En Birmanie, la violence perdure malgré l’annonce d’un cessez-le-feu humanitaire après un séisme dévastateur. Des témoins rapportent que l’armée de l’air de la junte a bombardé une école lundi, entraînant la mort de 22 personnes, principalement des enfants.
L’attaque s’est produite vers 10 heures dans une école située à Oe Htein Kwin, à environ cent kilomètres au nord-ouest de l’épicentre du tremblement de terre, qui avait déjà fait près de 3 800 victimes le 28 mars. Des habitants de la région ont confirmé ces faits.
Une enseignante de 34 ans, sous couvert d’anonymat, a évoqué la situation dramatique : « Pour l’instant, 22 personnes au total – vingt enfants et deux enseignants – ont été tuées ». Elle a aussi décrit la rapidité de l’attaque : « Nous avons tenté de disperser les enfants mais l’avion était trop rapide et a largué ses bombes ».
Un responsable éducatif de la région de Sagaing a corroboré ce bilan. La structure de l’école a subi de graves dégâts, le toit métallique étant endommagé et les murs en briques présentant de larges trous. À l’extérieur, des sacs à dos abandonnés témoignaient de la précipitation de l’événement tragique.

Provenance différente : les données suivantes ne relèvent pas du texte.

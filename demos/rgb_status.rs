//! RGB status LED demo for Raspberry Pi Pico.
//!
//! Three LEDs (or one RGB LED) on GPIO 2, 4 and 6, anodes on the pins.
//! After a power-on self test, the loop steps the shared brightness and
//! cycles each color: green on, red on, then blue flashing dot-dash-dot.
#![no_std]
#![no_main]

use defmt::info;
use defmt_rtt as _;
use embassy_executor::Spawner;
use embassy_rp::pwm::{Config, Pwm};
use embassy_time::Timer;
use led_kit::{BrightnessPolicy, LedColor, Polarity, PwmLed, StatusLed, StatusLedNotifier};
use panic_probe as _;

/// A dot - dash - dot flashing pattern.
const DOT_DASH_DOT: &[u16] = &[100, 50, 500, 50, 100, 250];

static RED_NOTIFIER: StatusLedNotifier = StatusLed::notifier();
static GREEN_NOTIFIER: StatusLedNotifier = StatusLed::notifier();
static BLUE_NOTIFIER: StatusLedNotifier = StatusLed::notifier();

#[embassy_executor::main]
pub async fn main(spawner: Spawner) -> ! {
    let p = embassy_rp::init(Default::default());

    let red = StatusLed::new(
        PwmLed::new(Pwm::new_output_a(p.PWM_SLICE1, p.PIN_2, Config::default())),
        Polarity::ActiveHigh,
        LedColor::Red,
        BrightnessPolicy::Immediate,
        &RED_NOTIFIER,
        spawner,
    )
    .expect("spawn red LED task");
    let green = StatusLed::new(
        PwmLed::new(Pwm::new_output_a(p.PWM_SLICE2, p.PIN_4, Config::default())),
        Polarity::ActiveHigh,
        LedColor::Green,
        BrightnessPolicy::Immediate,
        &GREEN_NOTIFIER,
        spawner,
    )
    .expect("spawn green LED task");
    let blue = StatusLed::new(
        PwmLed::new(Pwm::new_output_a(p.PWM_SLICE3, p.PIN_6, Config::default())),
        Polarity::ActiveHigh,
        LedColor::Blue,
        BrightnessPolicy::Immediate,
        &BLUE_NOTIFIER,
        spawner,
    )
    .expect("spawn blue LED task");

    info!("up and running");

    // Self test: each LED on in turn.
    for led in [&red, &green, &blue] {
        led.on();
        Timer::after_millis(1000).await;
        led.off();
    }

    let mut brightness: u8 = 0;
    loop {
        info!("loop brightness {}", brightness);

        red.off();
        green.off();
        blue.off();
        Timer::after_millis(1000).await;

        green.on_with(brightness);
        Timer::after_millis(2000).await;
        green.off();

        red.on_with(brightness);
        Timer::after_millis(2000).await;
        red.off();

        blue.flash_with(DOT_DASH_DOT, brightness).expect("pattern fits");
        Timer::after_millis(2000).await;
        blue.off();

        brightness = brightness.wrapping_add(10);
    }
}
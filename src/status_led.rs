//! A PWM status LED with non-blocking on/off/flash control.
//!
//! Each [`StatusLed`] owns a background Embassy task that replays the
//! active flash pattern. Foreground calls never wait on playback: they
//! store the requested state, then signal the task, which observes the
//! new command at its next wakeup - mid-phase if one is in progress.

use defmt::info;
use embassy_executor::Spawner;
use embassy_futures::select::{Either, select};
use embassy_sync::{blocking_mutex::raw::CriticalSectionRawMutex, signal::Signal};
use embassy_time::{Duration, Timer};
use portable_atomic::{AtomicU8, Ordering};

use crate::color::LedColor;
use crate::command::{BrightnessPolicy, LedCommand};
use crate::duty_cycle::{Polarity, duty_cycle};
use crate::error::Result;
use crate::flash_pattern::FlashPattern;
use crate::led_state::{AtomicLedState, LedState};
use crate::pwm_led::PwmLed;

/// How many `StatusLed` playback tasks may exist at once
/// (an RGB triple plus one spare).
pub const MAX_STATUS_LEDS: usize = 4;

/// Signal type carrying commands to a playback task.
pub type CommandSignal = Signal<CriticalSectionRawMutex, LedCommand>;

/// The cells shared between a [`StatusLed`] handle and its playback task.
///
/// Create one per LED with [`StatusLed::notifier()`] and store it in a
/// `static`, then pass it to [`StatusLed::new()`].
pub struct StatusLedNotifier {
    commands: CommandSignal,
    state: AtomicLedState,
    brightness: AtomicU8,
}

impl StatusLedNotifier {
    const fn new() -> Self {
        Self {
            commands: Signal::new(),
            state: AtomicLedState::new(),
            brightness: AtomicU8::new(u8::MAX),
        }
    }
}

/// A status LED driven by PWM whose on/off/flash playback runs in a
/// dedicated background task for the lifetime of the process.
pub struct StatusLed<'a> {
    notifier: &'a StatusLedNotifier,
    color: LedColor,
    policy: BrightnessPolicy,
}

impl StatusLed<'_> {
    /// Creates a new `StatusLed`, which entails starting an Embassy task.
    ///
    /// The LED is left physically OFF. Dropping the handle does not stop
    /// the task; exactly one task exists per LED for its entire lifetime.
    ///
    /// # Errors
    ///
    /// Returns an error if the task cannot be spawned. That is fatal for
    /// this LED: no handle exists, so it stays OFF and uncontrollable.
    #[must_use = "Must be used to manage the spawned task"]
    pub fn new(
        pwm: PwmLed<'static>,
        polarity: Polarity,
        color: LedColor,
        policy: BrightnessPolicy,
        notifier: &'static StatusLedNotifier,
        spawner: Spawner,
    ) -> Result<Self> {
        let mut pwm = pwm;
        pwm.set_duty(duty_cycle(0, polarity));
        spawner.spawn(device_loop(pwm, polarity, notifier))?;
        Ok(Self {
            notifier,
            color,
            policy,
        })
    }

    /// Creates a new `StatusLedNotifier` instance.
    ///
    /// This should be assigned to a static variable and passed to the
    /// `StatusLed::new()` method.
    #[must_use]
    pub const fn notifier() -> StatusLedNotifier {
        StatusLedNotifier::new()
    }

    /// Turns the LED on at the current brightness, cancelling any flash
    /// pattern in progress. Idempotent: while already ON this simply
    /// re-asserts the output.
    pub fn on(&self) {
        self.request(LedCommand::On);
    }

    /// Sets the brightness, then turns the LED on.
    pub fn on_with(&self, brightness: u8) {
        self.store_brightness(brightness);
        self.on();
    }

    /// Turns the LED off, cancelling any flash pattern in progress.
    /// Idempotent.
    pub fn off(&self) {
        self.request(LedCommand::Off);
    }

    /// Replays `phases` (milliseconds, even indices ON, odd OFF) until
    /// turned off or superseded. Playback restarts from phase 0.
    ///
    /// An empty pattern is a no-op; a single nonzero phase is just "on".
    ///
    /// # Errors
    ///
    /// Returns [`crate::Error::PatternOverflow`] for patterns longer than
    /// [`crate::MAX_PATTERN_PHASES`].
    pub fn flash(&self, phases: &[u16]) -> Result<()> {
        if let Some(command) = LedCommand::normalize_flash(phases)? {
            self.request(command);
        }
        Ok(())
    }

    /// Sets the brightness, then flashes `phases`.
    ///
    /// # Errors
    ///
    /// See [`Self::flash`].
    pub fn flash_with(&self, phases: &[u16], brightness: u8) -> Result<()> {
        self.store_brightness(brightness);
        self.flash(phases)
    }

    /// The last-requested logical state. Never blocks.
    #[must_use]
    pub fn state(&self) -> LedState {
        self.notifier.state.load()
    }

    /// The current logical brightness, `0..=MAX_DUTY`.
    #[must_use]
    pub fn brightness(&self) -> u8 {
        self.notifier.brightness.load(Ordering::Relaxed)
    }

    /// Sets the ON brightness.
    ///
    /// While a pattern plays, the new value is picked up at the next
    /// ON-phase transition. While steadily ON, the constructor-chosen
    /// [`BrightnessPolicy`] decides whether the duty cycle is re-applied
    /// immediately or left until the next command.
    pub fn set_brightness(&self, brightness: u8) {
        self.store_brightness(brightness);
        if self.policy == BrightnessPolicy::Immediate && self.state() == LedState::On {
            self.request(LedCommand::On);
        }
    }

    /// The identification color given at construction.
    #[must_use]
    pub const fn color(&self) -> LedColor {
        self.color
    }

    // Foreground calls serialize through the signal: the state cell is
    // stored first so `state()` reflects the call at once, then the task
    // is woken. The last command signaled wins.
    fn request(&self, command: LedCommand) {
        let target = command.target_state();
        info!("led {}: {}", self.color, target);
        self.notifier.state.store(target);
        self.notifier.commands.signal(command);
    }

    fn store_brightness(&self, brightness: u8) {
        self.notifier.brightness.store(brightness, Ordering::Relaxed);
    }
}

#[embassy_executor::task(pool_size = MAX_STATUS_LEDS)]
async fn device_loop(
    pwm: PwmLed<'static>,
    polarity: Polarity,
    notifier: &'static StatusLedNotifier,
) -> ! {
    let mut pwm = pwm;
    let mut command = LedCommand::Off;
    loop {
        command = run_and_next(command, &mut pwm, polarity, notifier).await;
    }
}

/// Executes one command to completion, returning the command that
/// supersedes it.
async fn run_and_next(
    command: LedCommand,
    pwm: &mut PwmLed<'static>,
    polarity: Polarity,
    notifier: &'static StatusLedNotifier,
) -> LedCommand {
    match command {
        LedCommand::Off => {
            pwm.set_duty(duty_cycle(0, polarity));
            notifier.commands.wait().await
        }
        LedCommand::On => {
            let brightness = notifier.brightness.load(Ordering::Relaxed);
            pwm.set_duty(duty_cycle(brightness, polarity));
            notifier.commands.wait().await
        }
        LedCommand::Flash(pattern) => play(&pattern, pwm, polarity, notifier).await,
    }
}

/// Replays `pattern` cyclically until a new command arrives.
///
/// Each phase waits on the command signal and the phase deadline at once,
/// so cancellation or replacement interrupts a phase mid-wait; a long
/// phase never delays a foreground call. Only this task writes the PWM
/// output while a pattern is active. Brightness is re-read at every
/// phase, so changes are observed at the next phase transition.
async fn play(
    pattern: &FlashPattern,
    pwm: &mut PwmLed<'static>,
    polarity: Polarity,
    notifier: &'static StatusLedNotifier,
) -> LedCommand {
    let mut index = 0;
    loop {
        let brightness = notifier.brightness.load(Ordering::Relaxed);
        pwm.set_duty(FlashPattern::phase_duty(index, brightness, polarity));
        // Zero-length phases still wait one tick; see `phase_wait_millis`.
        let millis = pattern.phase_wait_millis(index);
        #[cfg(feature = "led-trace")]
        info!("phase {} for {}ms", index, millis);
        let deadline = Timer::after(Duration::from_millis(u64::from(millis)));
        if let Either::First(next) = select(notifier.commands.wait(), deadline).await {
            return next;
        }
        index = pattern.next_phase(index);
    }
}
//! Lattice rasterization and Bézier curve evaluation.
//!
//! `gridline` turns simple geometric input into lists of points in normalized device coordinates, ready to be handed
//! to whatever renderer the host uses. It never talks to a graphics API itself.
//!
//! - [`Segment`], [`Circle`] and [`Fill`] implement [`Rasterizer`] using Bresenham lines, Bresenham circles and
//!   edge-function triangle filling respectively.
//! - [`RasterPipeline`] collects a whole frame of rasterizer output into one [`PointBuffer`].
//! - [`CurveEditor`] maintains an editable control polygon, its sampled Bézier curve and the animated de Casteljau
//!   construction.

extern crate alloc;

pub mod buffer;
pub mod config;
pub mod curve;
pub mod error;
pub mod math;
pub mod pipeline;
pub mod primitives;
pub mod rasterizer;
pub mod texture;
pub mod viewport;

// Reexports
pub use crate::{
    buffer::{Buffer2d, PointBuffer},
    config::Config,
    curve::{Animation, Bernstein, Command, Construction, ControlPoints, CurveEditor, CurveFrame},
    error::Error,
    math::{Normalizer, WeightedSum},
    pipeline::{FrameInput, RasterPipeline},
    primitives::{Circle, EdgeFunction, Segment, Triangle},
    rasterizer::{Blitter, Fill, Rasterizer},
    texture::{plot, Target},
    viewport::Viewport,
};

Les parents des jeunes victimes ont dû creuser des tombes, enterrer leurs enfants dans la terre dure, les enveloppant de linceuls. En contraste, le service d’information de la junte a qualifié ces rapports de « nouvelles fabriquées », niant toute frappe aérienne ou attaque de cibles non militaires.
Depuis le coup d’État de 2021, la Birmanie est plongée dans une guerre civile opposant la junte à des groupes ethniques minoritaires et des partisans de la démocratie. Le gouvernement militaire avait pourtant déclaré une trêve humanitaire pour faciliter les secours après le séisme.
Cette trêve, en vigueur du 6 au 30 mai, devait permettre de « poursuivre les efforts de reconstruction et de réhabilitation ». Cependant, les frappes aériennes de la junte se sont poursuivies, et les attaques adverses n’ont pas cessé, selon des observateurs indépendants.
L’ONU a rapporté que, depuis le séisme, plus de 200 civils ont péri dans au moins 243 attaques militaires, dont 171 frappes aériennes. Ces chiffres soulignent l’intensité des affrontements malgré l’appel à la trêve humanitaire.